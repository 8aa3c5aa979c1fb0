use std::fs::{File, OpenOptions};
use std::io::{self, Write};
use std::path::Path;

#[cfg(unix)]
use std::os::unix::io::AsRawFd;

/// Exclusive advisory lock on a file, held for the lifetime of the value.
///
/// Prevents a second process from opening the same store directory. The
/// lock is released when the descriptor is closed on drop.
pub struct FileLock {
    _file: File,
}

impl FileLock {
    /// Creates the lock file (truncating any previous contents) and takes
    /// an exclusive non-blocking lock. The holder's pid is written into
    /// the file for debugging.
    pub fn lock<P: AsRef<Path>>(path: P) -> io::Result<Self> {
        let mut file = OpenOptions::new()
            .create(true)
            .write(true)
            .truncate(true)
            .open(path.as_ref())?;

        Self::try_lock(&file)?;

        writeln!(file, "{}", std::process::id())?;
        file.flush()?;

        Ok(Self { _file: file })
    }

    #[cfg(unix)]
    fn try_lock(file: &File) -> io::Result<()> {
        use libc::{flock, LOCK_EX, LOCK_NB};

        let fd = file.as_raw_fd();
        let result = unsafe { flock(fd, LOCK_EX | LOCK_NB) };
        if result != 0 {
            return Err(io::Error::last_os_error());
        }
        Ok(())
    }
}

━━━━━━━━━━

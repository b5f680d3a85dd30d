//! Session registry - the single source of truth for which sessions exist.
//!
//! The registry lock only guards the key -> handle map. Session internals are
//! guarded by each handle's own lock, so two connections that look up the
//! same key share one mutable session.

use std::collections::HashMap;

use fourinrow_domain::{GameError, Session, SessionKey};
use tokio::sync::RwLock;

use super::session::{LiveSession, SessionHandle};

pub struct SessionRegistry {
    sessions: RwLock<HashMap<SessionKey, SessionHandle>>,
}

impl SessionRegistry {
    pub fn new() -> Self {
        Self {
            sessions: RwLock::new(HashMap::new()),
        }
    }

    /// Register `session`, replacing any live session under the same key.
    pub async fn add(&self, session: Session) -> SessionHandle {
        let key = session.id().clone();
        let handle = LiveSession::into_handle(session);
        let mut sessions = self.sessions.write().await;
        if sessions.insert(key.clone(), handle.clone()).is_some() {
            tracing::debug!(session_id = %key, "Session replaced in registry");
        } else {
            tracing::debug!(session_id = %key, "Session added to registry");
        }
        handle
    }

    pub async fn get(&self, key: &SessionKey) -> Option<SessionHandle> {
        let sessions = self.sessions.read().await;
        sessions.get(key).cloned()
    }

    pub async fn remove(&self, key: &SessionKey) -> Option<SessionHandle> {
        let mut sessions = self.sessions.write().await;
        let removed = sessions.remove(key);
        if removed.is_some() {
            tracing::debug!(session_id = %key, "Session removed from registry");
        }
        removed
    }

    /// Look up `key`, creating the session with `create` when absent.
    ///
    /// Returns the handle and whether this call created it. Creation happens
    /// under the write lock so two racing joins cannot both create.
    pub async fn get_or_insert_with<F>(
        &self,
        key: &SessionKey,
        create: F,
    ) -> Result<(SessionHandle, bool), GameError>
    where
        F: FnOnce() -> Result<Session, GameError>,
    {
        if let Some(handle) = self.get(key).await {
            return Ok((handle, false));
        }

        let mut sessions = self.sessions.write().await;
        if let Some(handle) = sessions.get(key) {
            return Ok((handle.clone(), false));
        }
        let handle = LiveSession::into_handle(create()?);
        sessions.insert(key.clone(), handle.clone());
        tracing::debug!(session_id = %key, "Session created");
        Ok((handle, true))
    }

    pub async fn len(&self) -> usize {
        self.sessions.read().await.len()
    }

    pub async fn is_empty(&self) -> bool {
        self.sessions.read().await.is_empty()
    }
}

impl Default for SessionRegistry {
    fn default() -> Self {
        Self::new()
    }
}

━━━━━━━━━━

_TASK DESCRIPTION_
Please return each line of the data above in which the word "false" occurs.

_TASK RESPONSE_
            return Ok((handle, false));
            return Ok((handle.clone(), false));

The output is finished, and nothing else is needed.